Negativrekord: Ampelkoalition so unbeliebt wie nie

Die Ampelkoalition erreicht bei einer Umfrage den niedrigsten Wert seit Regierungsbeginn. Noch nie waren so viele Bürger unzufrieden mit der jetzigen Regierung.
09.07.2023 11:47
Aktualisiert: 09.07.2023 11:47
Lesezeit: 1 min
Negativrekord: Ampelkoalition so unbeliebt wie nie
Bundeskanzler Olaf Scholz (SPD, Mi.), Robert Habeck (Bündnis 90/Die Grünen, li.), Bundesminister für Wirtschaft und Klimaschutz und Christian Lindner (FDP) stecken im Umfragetief. (Foto: dpa) Foto: Michael Kappeler

Die Ampel-Koalition ist in einer regelmäßigen Umfrage auf den niedrigsten Wert seit Beginn der Regierung unter Kanzler Olaf Scholz gefallen. Im Sonntagstrend des Instituts Insa für die „Bild am Sonntag“ kommen die Sozialdemokraten wie in der Vorwoche auf 19 Prozent. Die Grünen verlieren einen Punkt auf 13 Prozent. Die FDP bleibt stabil bei sieben Prozent. Damit kommen die Ampel-Parteien gemeinsam auf 39 Prozent - so wenig wie nie zuvor.
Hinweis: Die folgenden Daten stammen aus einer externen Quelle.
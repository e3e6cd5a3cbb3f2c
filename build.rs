use serde::Deserialize;
use std::env;
use std::fs;
use std::path::Path;

#[derive(Deserialize, Default)]
struct ConfigSection {
    span_size: Option<usize>,
    page_size: Option<usize>,
    small_granularity: Option<usize>,
    small_max: Option<usize>,
    medium_granularity: Option<usize>,
    large_class_count: Option<usize>,
    span_alloc_count: Option<usize>,
    map_alloc_count: Option<usize>,
    cache_limit: Option<usize>,
    large_cache_limit: Option<usize>,
    global_cache_multiplier: Option<usize>,
    large_span_overhead_mul: Option<f64>,
    split_large_spans_to_one: Option<bool>,
    split_large_spans_to_large: Option<bool>,
    recycle_large_spans: Option<bool>,
    shared_arena_batch_size: Option<usize>,
    report_leaks: Option<bool>,
}

#[derive(Deserialize, Default)]
struct Config {
    #[serde(default)]
    config: ConfigSection,
}

struct ResolvedConfig {
    span_size: usize,
    span_header_size: usize,
    page_size: usize,
    small_granularity: usize,
    small_max: usize,
    medium_granularity: usize,
    medium_max: usize,
    large_class_count: usize,
    span_alloc_count: usize,
    map_alloc_count: usize,
    cache_limit: usize,
    large_cache_limit: usize,
    global_cache_multiplier: usize,
    large_span_overhead_mul: f64,
    split_large_spans_to_one: bool,
    split_large_spans_to_large: bool,
    recycle_large_spans: bool,
    shared_arena_batch_size: usize,
    report_leaks: bool,
}

fn resolve_config(cfg: &ConfigSection) -> ResolvedConfig {
    let span_size = cfg.span_size.unwrap_or(65536);
    // The span header must hold the Span struct; 128 bytes is asserted
    // against size_of::<Span>() in src/span.rs.
    let span_header_size = 128;
    let page_size = cfg.page_size.unwrap_or(4096);
    let small_granularity = cfg.small_granularity.unwrap_or(16);
    let small_max = cfg.small_max.unwrap_or(2048);
    let medium_granularity = cfg.medium_granularity.unwrap_or(256);
    let large_class_count = cfg.large_class_count.unwrap_or(64);
    let span_alloc_count = cfg.span_alloc_count.unwrap_or(64);
    let map_alloc_count = cfg.map_alloc_count.unwrap_or(64);
    let cache_limit = cfg.cache_limit.unwrap_or(64);
    let large_cache_limit = cfg.large_cache_limit.unwrap_or(64);
    let global_cache_multiplier = cfg.global_cache_multiplier.unwrap_or(8);
    let large_span_overhead_mul = cfg.large_span_overhead_mul.unwrap_or(0.5);
    let shared_arena_batch_size = cfg.shared_arena_batch_size.unwrap_or(8);

    assert!(
        span_size.is_power_of_two() && span_size >= 16384,
        "span_size ({}) must be a power of 2 >= 16384",
        span_size
    );
    assert!(
        page_size.is_power_of_two() && page_size >= 4096 && page_size < span_size,
        "page_size ({}) must be a power of 2 in [4096, span_size)",
        page_size
    );
    assert!(
        small_granularity.is_power_of_two() && small_granularity >= 16,
        "small_granularity ({}) must be a power of 2 >= 16 (one free-list pointer)",
        small_granularity
    );
    assert!(
        small_max.is_power_of_two() && small_max > small_granularity,
        "small_max ({}) must be a power of 2 > small_granularity",
        small_max
    );
    assert!(
        medium_granularity.is_power_of_two() && medium_granularity > small_granularity,
        "medium_granularity ({}) must be a power of 2 > small_granularity",
        medium_granularity
    );
    assert!(
        large_class_count >= 2 && large_class_count <= 256,
        "large_class_count ({}) must be in [2, 256]",
        large_class_count
    );
    assert!(span_alloc_count >= 1, "span_alloc_count must be >= 1");
    assert!(map_alloc_count >= 1, "map_alloc_count must be >= 1");
    assert!(
        cache_limit.is_power_of_two() && cache_limit > 1,
        "cache_limit ({}) must be a power of 2 > 1",
        cache_limit
    );
    assert!(
        large_cache_limit.is_power_of_two() && large_cache_limit > 1,
        "large_cache_limit ({}) must be a power of 2 > 1",
        large_cache_limit
    );
    assert!(
        global_cache_multiplier >= 1 && global_cache_multiplier.is_power_of_two(),
        "global_cache_multiplier ({}) must be a power of 2 >= 1 (global ring \
         capacities must stay powers of 2)",
        global_cache_multiplier
    );
    assert!(
        large_span_overhead_mul >= 0.0,
        "large_span_overhead_mul must be >= 0.0"
    );
    assert!(
        shared_arena_batch_size.is_power_of_two(),
        "shared_arena_batch_size ({}) must be a power of 2",
        shared_arena_batch_size
    );

    // Largest medium class must still fit at least two blocks per span, so
    // medium_max is the half-span point rounded down to the granularity.
    let span_effective = span_size - span_header_size;
    let medium_max = (span_effective / 2) & !(medium_granularity - 1);
    assert!(
        medium_max > small_max,
        "derived medium_max ({}) must exceed small_max ({})",
        medium_max,
        small_max
    );

    ResolvedConfig {
        span_size,
        span_header_size,
        page_size,
        small_granularity,
        small_max,
        medium_granularity,
        medium_max,
        large_class_count,
        span_alloc_count,
        map_alloc_count,
        cache_limit,
        large_cache_limit,
        global_cache_multiplier,
        large_span_overhead_mul,
        split_large_spans_to_one: cfg.split_large_spans_to_one.unwrap_or(true),
        split_large_spans_to_large: cfg.split_large_spans_to_large.unwrap_or(true),
        recycle_large_spans: cfg.recycle_large_spans.unwrap_or(true),
        shared_arena_batch_size,
        report_leaks: cfg.report_leaks.unwrap_or(true),
    }
}

fn default_config_path() -> String {
    let manifest_dir = env::var("CARGO_MANIFEST_DIR").unwrap();
    format!("{}/spanalloc.toml", manifest_dir)
}

fn generate_config(cfg: &ResolvedConfig, out_path: &Path) {
    let small_class_count = cfg.small_max / cfg.small_granularity;
    let medium_class_count = (cfg.medium_max - cfg.small_max) / cfg.medium_granularity;
    let code = format!(
        "// Auto-generated by build.rs. Do not edit.\n\n\
         pub const SPAN_SIZE: usize = {};\n\
         pub const SPAN_HEADER_SIZE: usize = {};\n\
         pub const SPAN_EFFECTIVE_SIZE: usize = SPAN_SIZE - SPAN_HEADER_SIZE;\n\
         pub const MOD_SPAN_SIZE: usize = SPAN_SIZE - 1;\n\
         pub const PAGE_SIZE: usize = {};\n\
         pub const PAGE_SHIFT: usize = {};\n\
         pub const SMALL_GRANULARITY: usize = {};\n\
         pub const SMALL_GRANULARITY_SHIFT: usize = {};\n\
         pub const SMALL_MAX: usize = {};\n\
         pub const SMALL_CLASS_COUNT: usize = {};\n\
         pub const MEDIUM_GRANULARITY: usize = {};\n\
         pub const MEDIUM_GRANULARITY_SHIFT: usize = {};\n\
         pub const MEDIUM_MAX: usize = {};\n\
         pub const MEDIUM_CLASS_COUNT: usize = {};\n\
         pub const SIZE_CLASS_COUNT: usize = SMALL_CLASS_COUNT + MEDIUM_CLASS_COUNT;\n\
         pub const SPAN_MAX: usize = SPAN_EFFECTIVE_SIZE;\n\
         pub const LARGE_CLASS_COUNT: usize = {};\n\
         pub const LARGE_MAX: usize = LARGE_CLASS_COUNT * SPAN_SIZE - SPAN_HEADER_SIZE;\n\
         pub const SPAN_ALLOC_COUNT: usize = {};\n\
         pub const MAP_ALLOC_COUNT: usize = {};\n\
         pub const CACHE_LIMIT: usize = {};\n\
         pub const LARGE_CACHE_LIMIT: usize = {};\n\
         pub const GLOBAL_CACHE_MULTIPLIER: usize = {};\n\
         pub const LARGE_SPAN_OVERHEAD_MUL: f64 = {:?};\n\
         pub const SPLIT_LARGE_SPANS_TO_ONE: bool = {};\n\
         pub const SPLIT_LARGE_SPANS_TO_LARGE: bool = {};\n\
         pub const RECYCLE_LARGE_SPANS: bool = {};\n\
         pub const SHARED_ARENA_BATCH_SIZE: usize = {};\n\
         pub const REPORT_LEAKS: bool = {};\n",
        cfg.span_size,
        cfg.span_header_size,
        cfg.page_size,
        cfg.page_size.trailing_zeros(),
        cfg.small_granularity,
        cfg.small_granularity.trailing_zeros(),
        cfg.small_max,
        small_class_count,
        cfg.medium_granularity,
        cfg.medium_granularity.trailing_zeros(),
        cfg.medium_max,
        medium_class_count,
        cfg.large_class_count,
        cfg.span_alloc_count,
        cfg.map_alloc_count,
        cfg.cache_limit,
        cfg.large_cache_limit,
        cfg.global_cache_multiplier,
        cfg.large_span_overhead_mul,
        cfg.split_large_spans_to_one,
        cfg.split_large_spans_to_large,
        cfg.recycle_large_spans,
        cfg.shared_arena_batch_size,
        cfg.report_leaks,
    );
    fs::write(out_path, code).expect("failed to write config_gen.rs");
}

fn main() {
    println!("cargo:rerun-if-env-changed=SPANALLOC_CONFIG");

    let out_dir = env::var("OUT_DIR").unwrap();

    let config_path = env::var("SPANALLOC_CONFIG").unwrap_or_else(|_| default_config_path());
    println!("cargo:rerun-if-changed={}", config_path);

    // The config file is optional; every option has a default.
    let content = fs::read_to_string(&config_path).unwrap_or_default();
    let config: Config = toml::from_str(&content).expect("failed to parse TOML config");

    let resolved = resolve_config(&config.config);
    generate_config(&resolved, &Path::new(&out_dir).join("config_gen.rs"));
}
//! Allocation statistics counters.
//!
//! All counters use `Relaxed` ordering — they are observational only and not
//! used as synchronization primitives. The allocator's own locks and cache
//! sequences provide the ordering guarantees for correctness; these counters
//! are purely for monitoring.
//!
//! Obtain a [`Snapshot`] with [`snapshot()`]. Individual counter loads are
//! individually atomic but not globally consistent with each other.

use core::sync::atomic::{AtomicU64, Ordering};

pub(crate) struct Stats {
    // ---- Facade ----
    /// Total calls to allocate with size > 0.
    pub alloc_count: AtomicU64,
    /// Total calls to free.
    pub free_count: AtomicU64,
    /// Total calls to resize/remap.
    pub resize_count: AtomicU64,
    /// Sum of all requested byte sizes passed to allocate.
    pub alloc_bytes: AtomicU64,

    // ---- Span sourcing tiers ----
    /// Spans served from an arena's 1-span cache.
    pub span_cache_hits: AtomicU64,
    /// Spans harvested empty out of an arena's partial lists.
    pub empty_harvests: AtomicU64,
    /// Spans served (possibly after splitting) from an arena's map cache.
    pub map_cache_hits: AtomicU64,
    /// Large spans served from an arena's large caches.
    pub large_cache_hits: AtomicU64,
    /// Spans served from the process-wide global caches.
    pub global_cache_hits: AtomicU64,

    // ---- Cross-thread frees ----
    /// Blocks pushed onto a deferred free list by a foreign thread.
    pub deferred_frees: AtomicU64,
    /// Whole deferred-partial chains drained back into partial lists.
    pub deferred_drains: AtomicU64,

    // ---- Backing allocator ----
    /// Calls into the backing page allocator.
    pub span_maps: AtomicU64,
    /// Bytes requested from the backing page allocator.
    pub span_map_bytes: AtomicU64,
    /// Times a multi-slot span was split.
    pub span_splits: AtomicU64,
    /// Spans (fragments) returned to the backing allocator.
    pub backing_frees: AtomicU64,
}

impl Stats {
    const fn new() -> Self {
        Self {
            alloc_count: AtomicU64::new(0),
            free_count: AtomicU64::new(0),
            resize_count: AtomicU64::new(0),
            alloc_bytes: AtomicU64::new(0),
            span_cache_hits: AtomicU64::new(0),
            empty_harvests: AtomicU64::new(0),
            map_cache_hits: AtomicU64::new(0),
            large_cache_hits: AtomicU64::new(0),
            global_cache_hits: AtomicU64::new(0),
            deferred_frees: AtomicU64::new(0),
            deferred_drains: AtomicU64::new(0),
            span_maps: AtomicU64::new(0),
            span_map_bytes: AtomicU64::new(0),
            span_splits: AtomicU64::new(0),
            backing_frees: AtomicU64::new(0),
        }
    }
}

pub(crate) static STATS: Stats = Stats::new();

/// A point-in-time snapshot of all allocation statistics.
///
/// Fields are plain `u64` values loaded from the global atomic counters.
/// Each field is atomically read, but the snapshot as a whole is not
/// globally consistent — concurrent allocations may race between loads.
#[derive(Clone, Copy, Debug, Default)]
pub struct Snapshot {
    /// Total calls to allocate with size > 0.
    pub alloc_count: u64,
    /// Total calls to free.
    pub free_count: u64,
    /// Total calls to resize/remap.
    pub resize_count: u64,
    /// Sum of all requested byte sizes passed to allocate.
    pub alloc_bytes: u64,
    /// Spans served from an arena's 1-span cache.
    pub span_cache_hits: u64,
    /// Spans harvested empty out of an arena's partial lists.
    pub empty_harvests: u64,
    /// Spans served (possibly after splitting) from an arena's map cache.
    pub map_cache_hits: u64,
    /// Large spans served from an arena's large caches.
    pub large_cache_hits: u64,
    /// Spans served from the process-wide global caches.
    pub global_cache_hits: u64,
    /// Blocks pushed onto a deferred free list by a foreign thread.
    pub deferred_frees: u64,
    /// Whole deferred-partial chains drained back into partial lists.
    pub deferred_drains: u64,
    /// Calls into the backing page allocator.
    pub span_maps: u64,
    /// Bytes requested from the backing page allocator.
    pub span_map_bytes: u64,
    /// Times a multi-slot span was split.
    pub span_splits: u64,
    /// Spans (fragments) returned to the backing allocator.
    pub backing_frees: u64,
}

/// Load all counters with `Relaxed` ordering and return a [`Snapshot`].
pub fn snapshot() -> Snapshot {
    let s = &STATS;
    Snapshot {
        alloc_count: s.alloc_count.load(Ordering::Relaxed),
        free_count: s.free_count.load(Ordering::Relaxed),
        resize_count: s.resize_count.load(Ordering::Relaxed),
        alloc_bytes: s.alloc_bytes.load(Ordering::Relaxed),
        span_cache_hits: s.span_cache_hits.load(Ordering::Relaxed),
        empty_harvests: s.empty_harvests.load(Ordering::Relaxed),
        map_cache_hits: s.map_cache_hits.load(Ordering::Relaxed),
        large_cache_hits: s.large_cache_hits.load(Ordering::Relaxed),
        global_cache_hits: s.global_cache_hits.load(Ordering::Relaxed),
        deferred_frees: s.deferred_frees.load(Ordering::Relaxed),
        deferred_drains: s.deferred_drains.load(Ordering::Relaxed),
        span_maps: s.span_maps.load(Ordering::Relaxed),
        span_map_bytes: s.span_map_bytes.load(Ordering::Relaxed),
        span_splits: s.span_splits.load(Ordering::Relaxed),
        backing_frees: s.backing_frees.load(Ordering::Relaxed),
    }
}
#[cfg(feature = "std")]
impl ThreadLocalHandler {
    pub const fn new() -> Self {
        Self::with_backing(&OS_PAGE_ALLOCATOR)
    }

    pub const fn with_backing(backing: &'static dyn PageAllocator) -> Self {
        Self {
            slot: HandlerSlot::new(),
            arenas: AtomicPtr::new(ptr::null_mut()),
            backing,
        }
    }

    #[cold]
    fn create_thread_arena(&self, slot: usize) -> *mut Arena<ThreadBoundLock> {
        // Thread-local arenas overflow into / pull from the global caches.
        let arena = Arena::<ThreadBoundLock>::create(self.backing, true);
        if arena.is_null() {
            return ptr::null_mut();
        }
        // Register for teardown.
        let mut head = self.arenas.load(Ordering::Acquire);
        loop {
            unsafe { (*arena).next_arena.store(head, Ordering::Relaxed) };
            match self.arenas.compare_exchange_weak(
                head,
                arena,
                Ordering::Release,
                Ordering::Acquire,
            ) {
                Ok(_) => break,
                Err(cur) => head = cur,
            }
        }
        tls::set(slot, arena as *mut ());
        arena
    }
}

#[cfg(feature = "std")]
impl Default for ThreadLocalHandler {
    fn default() -> Self {
        Self::new()
    }
}

#[cfg(feature = "std")]
impl Handler for ThreadLocalHandler {
    type Lock = ThreadBoundLock;

    #[inline]
    fn acquire_arena(&self) -> *mut Arena<ThreadBoundLock> {
        let slot = self.slot.get_or_claim();
        let cached = tls::get(slot) as *mut Arena<ThreadBoundLock>;
        if !cached.is_null() {
            return cached;
        }
        self.create_thread_arena(slot)
    }

    #[inline]
    fn release_arena(&self, _arena: *mut Arena<ThreadBoundLock>) {}

    fn leaked_spans(&mut self) -> usize {
        let mut leaked = 0usize;
        let mut arena = self.arenas.load(Ordering::Acquire);
        unsafe {
            while !arena.is_null() {
                leaked += (*arena).release_spans();
                arena = (*arena).next_arena.load(Ordering::Acquire);
            }
            // Orphans parked in the global caches are freed by reservation
            // fields alone (their arena back-pointers may already be
            // stale).
            global_cache::drain(|span| unsafe {
                let ptr = (*span).initial_ptr;
                let size = (*span).alloc_size;
                self.backing.raw_free(ptr, size);
            });
        }
        leaked
    }
}

#[cfg(feature = "std")]
impl Drop for ThreadLocalHandler {
    fn drop(&mut self) {
        let leaked = self.leaked_spans();
        unsafe {
            let mut arena = self.arenas.load(Ordering::Acquire);
            while !arena.is_null() {
                let next = (*arena).next_arena.load(Ordering::Acquire);
                Arena::destroy(arena);
                arena = next;
            }
        }
        if REPORT_LEAKS && leaked > 0 {
            log::warn!("spanalloc: {leaked} span(s) still allocated at handler teardown");
        }
    }
}

// ---- Shared strategy ----------------------------------------------------

/// A fixed-size batch of arenas, chained to further sets on demand.
#[repr(C)]
pub struct ArenasSet {
    next: AtomicPtr<ArenasSet>,
    arenas: [Arena<SharedLock>; SHARED_ARENA_BATCH_SIZE],
}

impl ArenasSet {
    fn footprint() -> usize {
        core::mem::size_of::<Self>().next_multiple_of(PAGE_SIZE)
    }

    /// Map and initialize a set inside zeroed backing memory.
    fn create(backing: &'static dyn PageAllocator) -> *mut ArenasSet {
        let raw = backing.raw_alloc(Self::footprint());
        if raw.is_null() {
            return ptr::null_mut();
        }
        let set = raw as *mut ArenasSet;
        unsafe {
            for i in 0..SHARED_ARENA_BATCH_SIZE {
                let arena = ptr::addr_of_mut!((*set).arenas[i]);
                Arena::init(arena, backing, false);
            }
        }
        set
    }
}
Die Union kann einen Punkt hinzugewinnen und liegt bei 27 Prozent. Die AfD verharrt bei 20 Prozent, die Linke bei 5 Prozent. Die sonstigen Parteien können neun Prozent der Stimmen auf sich vereinen. Nach der Erhebung sind 70 Prozent der Bürger unzufrieden mit der Arbeit der Ampel-Regierung – ein neuer Negativ-Rekord bei Insa-Befragungen.

Grünen-Chef Omid Nouripour räumte in dem Blatt ein: „Die letzten Wochen waren sicher kein Glanzstück.“ Die Ampel habe viel hinbekommen, aber „manches war zuweilen etwas anstrengend und aufreibend für alle, da ist sicherlich Luft nach oben“. Eine Koalition könne nicht funktionieren, „wenn alle zehn Sekunden irgendwer sagt, er habe sich gegen den anderen durchgesetzt oder ihn übers Ohr gehauen“.

Für die sogenannte Sonntagsfrage nach dem Verhalten bei einer Bundestagswahl hat Insa 1204 Wahlberechtigte vom 3. bis zum 7. Juli 2023 befragt. Für die Frage nach der Arbeit der Bundesregierung hat Insa 1004 Menschen am 6. und 7. Juli befragt.